It comes as the district's public health controller Dr David Durrheim urged Hunter residents not to play "Russian roulette" with the virus by assuming a COVID infection was inevitable, and expecting to "get it over and done with".
"We are seeing some cases, including young children too, with bad outcomes," he said. "It is uncommon, but we don't know if that unlucky person is going to be us or a family member or friend, and we don't want to be the cause of someone else who is frail or immunocompromised getting it and having a bad outcome.
"It is not guaranteed that having the viral infection will provide you with robust immunity into the future... It depends on whether another variant comes, and what that variant is."

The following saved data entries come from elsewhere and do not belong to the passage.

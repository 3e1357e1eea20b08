//! # Sub-Circuit Formatter
//!
//! Turns one raw [`ProofResult`] into a [`SubCircuitProof`]:
//!
//! 1. Split the proof into public inputs and body, decode the body to field
//!    elements and zero-pad it to [`PROOF_SIZE`].
//! 2. Fetch the circuit's verification key, decode base64 to bytes and bytes
//!    to exactly [`VKEY_SIZE`] fields.
//! 3. Read the two public inputs named by the circuit's public-input rule.
//!
//! The registry lookup in step 2 is the only await point.
//!
//! [`PROOF_SIZE`]: zkid_core::PROOF_SIZE
//! [`VKEY_SIZE`]: zkid_core::VKEY_SIZE

use zkid_core::{
    hex_strings_to_fields, hex_to_field, pad_to_length, CircuitType, CodecError, Field, ProofResult,
    SubCircuitProof, PROOF_SIZE,
};
use zkid_registry::VerificationKeySource;

use crate::error::{FormatError, FormatErrorKind, FormatStage};
use crate::serializer::{extract_public_inputs, CircuitSerializer, SerializerError};

/// Formats individual sub-circuit proofs.
#[derive(Debug, Clone)]
pub struct SubCircuitFormatter<S, K> {
    serializer: S,
    keys: K,
}

fn codec(stage: FormatStage) -> impl FnOnce(CodecError) -> FormatErrorKind {
    move |source| FormatErrorKind::Codec { stage, source }
}

/// Hashes compare as field values when both parse, else as trimmed text.
fn same_vkey_hash(hosted: &str, claimed: &str) -> bool {
    match (hex_to_field(hosted), hex_to_field(claimed)) {
        (Ok(a), Ok(b)) => a == b,
        _ => hosted.trim().eq_ignore_ascii_case(claimed.trim()),
    }
}

fn serializer(stage: FormatStage) -> impl FnOnce(SerializerError) -> FormatErrorKind {
    move |source| FormatErrorKind::Serializer { stage, source }
}

impl<S: CircuitSerializer, K: VerificationKeySource> SubCircuitFormatter<S, K> {
    /// Formatter over `serializer`, resolving keys from `keys`.
    pub fn new(serializer: S, keys: K) -> Self {
        Self { serializer, keys }
    }

    /// The proof serializer.
    pub fn serializer(&self) -> &S {
        &self.serializer
    }

    /// The verification key source.
    pub fn keys(&self) -> &K {
        &self.keys
    }

    /// Format `result` for the `circuit` slot.
    pub async fn format(
        &self,
        result: &ProofResult,
        circuit: CircuitType,
    ) -> Result<SubCircuitProof, FormatError> {
        let name = result.name_or_empty();
        self.format_inner(result, circuit)
            .await
            .map_err(|kind| FormatError {
                circuit,
                name: name.to_string(),
                kind,
            })
    }

    async fn format_inner(
        &self,
        result: &ProofResult,
        circuit: CircuitType,
    ) -> Result<SubCircuitProof, FormatErrorKind> {
        let fields = result.require_fields()?;
        tracing::debug!(%circuit, name = fields.name, version = fields.version, "formatting sub-circuit");

        let num_inputs = self
            .serializer
            .number_of_public_inputs(fields.name)
            .map_err(serializer(FormatStage::ProofFields))?;
        let proof_data = self
            .serializer
            .proof_data(fields.proof, num_inputs)
            .map_err(serializer(FormatStage::ProofFields))?;
        let proof = hex_strings_to_fields(&proof_data.proof).map_err(codec(FormatStage::ProofFields))?;
        let proof = pad_to_length(proof, PROOF_SIZE, Field::ZERO).map_err(codec(FormatStage::ProofFields))?;

        let packaged = self
            .keys
            .fetch_verification_key(fields.name, fields.version)
            .await?;
        if let Some(hosted) = packaged.vkey_hash.as_deref() {
            if !same_vkey_hash(hosted, fields.vkey_hash) {
                tracing::warn!(
                    %circuit,
                    name = fields.name,
                    claimed = fields.vkey_hash,
                    hosted,
                    "verification key hash differs from the one the prover reported"
                );
            }
        }
        let vkey_bytes = packaged.vkey_bytes().map_err(codec(FormatStage::VerificationKey))?;
        let vkey_strings = self
            .serializer
            .vk_to_fields(&vkey_bytes)
            .map_err(serializer(FormatStage::VerificationKey))?;
        let vkey = hex_strings_to_fields(&vkey_strings).map_err(codec(FormatStage::VerificationKey))?;

        let public_inputs = extract_public_inputs(&self.serializer, circuit, &proof_data)
            .map_err(serializer(FormatStage::PublicInputs))?;

        let formatted =
            SubCircuitProof::new(vkey, proof, public_inputs).map_err(codec(FormatStage::SizeCheck))?;
        tracing::debug!(
            %circuit,
            commitment_in = %formatted.public_inputs[0],
            commitment_out = %formatted.public_inputs[1],
            "sub-circuit formatted"
        );
        Ok(formatted)
    }
}
//! # Verification Key Source
//!
//! The seam between the formatter and wherever packaged circuits live.
//! Implementations must be `Send + Sync` so that the four sub-circuit lookups
//! of one assembly can run concurrently.

use std::future::Future;

use serde::{Deserialize, Serialize};

use zkid_core::{decode_base64_to_bytes, CodecError};

use crate::error::RegistryError;

/// A packaged circuit as served by the circuit host.
///
/// Only the fields the pipeline consumes are modeled; hosts return more
/// (bytecode, ABI, hashes) and `deny_unknown_fields` is intentionally not used.
#[derive(Debug, Clone, PartialEq, Eq, Serialize, Deserialize)]
pub struct PackagedCircuit {
    /// Packaged circuit name.
    #[serde(default)]
    pub name: String,
    /// Package version, when the host reports one.
    #[serde(default, skip_serializing_if = "Option::is_none")]
    pub version: Option<String>,
    /// Base64-encoded verification key.
    #[serde(default)]
    pub vkey: String,
    /// Verification key hash, when the host reports one.
    #[serde(default, alias = "vkeyHash", skip_serializing_if = "Option::is_none")]
    pub vkey_hash: Option<String>,
}

impl PackagedCircuit {
    /// Decode the base64 verification key into raw bytes.
    pub fn vkey_bytes(&self) -> Result<Vec<u8>, CodecError> {
        decode_base64_to_bytes(&self.vkey)
    }
}

/// Resolves a packaged circuit's verification key by name and version.
pub trait VerificationKeySource: Send + Sync {
    /// Fetch the packaged circuit `name` at `version`.
    ///
    /// # Errors
    ///
    /// [`RegistryError::NotFound`] when the circuit (or its vkey) does not
    /// exist; transport and decoding variants otherwise. Implementations do
    /// not retry.
    fn fetch_verification_key(
        &self,
        name: &str,
        version: &str,
    ) -> impl Future<Output = Result<PackagedCircuit, RegistryError>> + Send;

    /// Human-readable name of this source for logs.
    fn source_name(&self) -> &str;
}

impl<T: VerificationKeySource> VerificationKeySource for std::sync::Arc<T> {
    fn fetch_verification_key(
        &self,
        name: &str,
        version: &str,
    ) -> impl Future<Output = Result<PackagedCircuit, RegistryError>> + Send {
        (**self).fetch_verification_key(name, version)
    }

    fn source_name(&self) -> &str {
        (**self).source_name()
    }
}

/// Reject a packaged circuit whose vkey is empty.
pub(crate) fn require_vkey(
    circuit: PackagedCircuit,
    name: &str,
    version: &str,
) -> Result<PackagedCircuit, RegistryError> {
    if circuit.vkey.trim().is_empty() {
        return Err(RegistryError::NotFound {
            name: name.to_string(),
            version: version.to_string(),
        });
    }
    Ok(circuit)
}
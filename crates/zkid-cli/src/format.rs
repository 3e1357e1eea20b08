//! # Format Subcommand
//!
//! Reads a JSON array of proof results, assembles them into a contract
//! bundle, and writes the bundle as JSON.
//!
//! Verification keys come from `--keys-dir` when given (a directory of
//! packaged circuit JSON files), otherwise from the hosted circuit service
//! configured by `ZKID_CIRCUITS_URL`.

use std::path::PathBuf;
use std::time::Duration;

use anyhow::{Context, Result};
use clap::Args;
use serde::Serialize;

use zkid_chain::{
    Assembly, AssemblyReport, ChainPolicy, ChunkedSerializer, CircuitLayouts, ProofChainAssembler,
    SubCircuitFormatter,
};
use zkid_core::{ContractProofData, Field, ProofResult};
use zkid_registry::config::DEFAULT_TIMEOUT_SECS;
use zkid_registry::{hosted_source, with_timeout, RegistryConfig, StaticKeySource, VerificationKeySource};

use crate::{read_json, write_json};

/// Arguments for the format subcommand.
#[derive(Args, Debug)]
pub struct FormatArgs {
    /// JSON file holding an array of proof results.
    #[arg(long)]
    pub proofs: PathBuf,

    /// Directory of packaged circuit JSON files to resolve keys from.
    #[arg(long)]
    pub keys_dir: Option<PathBuf>,

    /// YAML file overriding the public-input layouts.
    #[arg(long)]
    pub layout: Option<PathBuf>,

    /// Return the bundle even when commitment linkage is broken.
    #[arg(long)]
    pub permissive: bool,

    /// Per-lookup key resolution timeout in seconds (at least 1).
    #[arg(long, value_parser = clap::value_parser!(u64).range(1..))]
    pub timeout_secs: Option<u64>,

    /// Write the output here instead of stdout.
    #[arg(long, short)]
    pub output: Option<PathBuf>,

    /// Emit the zkID and assembly report alongside the bundle.
    #[arg(long)]
    pub report: bool,
}

/// Bundle plus diagnostics, written with `--report`.
#[derive(Debug, Serialize)]
pub struct FormatOutput<'a> {
    /// The zkID.
    pub zk_id: Field,
    /// Assembly diagnostics.
    pub report: &'a AssemblyReport,
    /// The contract bundle.
    pub bundle: &'a ContractProofData,
}

/// Execute the format subcommand.
pub fn run_format(args: &FormatArgs) -> Result<u8> {
    let proofs: Vec<ProofResult> = read_json(&args.proofs, "proof results")?;
    let layouts = match &args.layout {
        Some(path) => CircuitLayouts::from_yaml_file(path)
            .with_context(|| format!("failed to load layout: {}", path.display()))?,
        None => CircuitLayouts::default(),
    };
    let policy = if args.permissive {
        ChainPolicy::Permissive
    } else {
        ChainPolicy::Strict
    };

    let runtime = tokio::runtime::Builder::new_current_thread()
        .enable_all()
        .build()
        .context("failed to start async runtime")?;
    let assembly = runtime.block_on(async {
        match &args.keys_dir {
            Some(dir) => {
                let keys = StaticKeySource::from_dir(dir)
                    .with_context(|| format!("failed to load keys from {}", dir.display()))?;
                tracing::info!(circuits = keys.len(), dir = %dir.display(), "loaded verification keys");
                let timeout = Duration::from_secs(args.timeout_secs.unwrap_or(DEFAULT_TIMEOUT_SECS));
                assemble(with_timeout(keys, timeout), layouts, policy, &proofs).await
            }
            None => {
                let mut config = RegistryConfig::from_env()?;
                if let Some(secs) = args.timeout_secs {
                    config.timeout_secs = secs;
                }
                tracing::info!(url = %config.circuits_url, "resolving keys from hosted registry");
                assemble(hosted_source(config)?, layouts, policy, &proofs).await
            }
        }
    })?;

    tracing::info!(zk_id = %assembly.zk_id, "bundle assembled");
    if args.report {
        write_json(
            &FormatOutput {
                zk_id: assembly.zk_id,
                report: &assembly.report,
                bundle: &assembly.bundle,
            },
            args.output.as_deref(),
        )?;
    } else {
        write_json(&assembly.bundle, args.output.as_deref())?;
    }
    Ok(0)
}

async fn assemble<K: VerificationKeySource>(
    keys: K,
    layouts: CircuitLayouts,
    policy: ChainPolicy,
    proofs: &[ProofResult],
) -> Result<Assembly> {
    let formatter = SubCircuitFormatter::new(ChunkedSerializer::new(layouts), keys);
    let assembly = ProofChainAssembler::new(formatter)
        .with_policy(policy)
        .assemble(proofs)
        .await
        .context("proof chain assembly failed")?;
    Ok(assembly)
}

Officially, Hunter New England recorded 2,491 new cases of COVID-19 on Thursday, but that figure does not yet include the region's rapid antigen testing results that NSW Health began collecting this week.
More than 3000 Hunter residents registered positive RAT results via the ServiceNSW app, although Dr Durrheim explained that those numbers still needed further scrutiny to weed out duplications.
"We know that over 3000 people registered their RAT results in Hunter New England," he said. "But at the moment, the system still needs to de-duplicate them because some of these people have had more than one positive RAT, and they have reported them all, and some have had PCRs as well as registered RATs.
"The NSW government is working out how this can be done in a way that gives accurate numbers.
"You would be brave to try to make an estimate on Hunter numbers at the moment, but the numbers we are getting are certainly an underestimate."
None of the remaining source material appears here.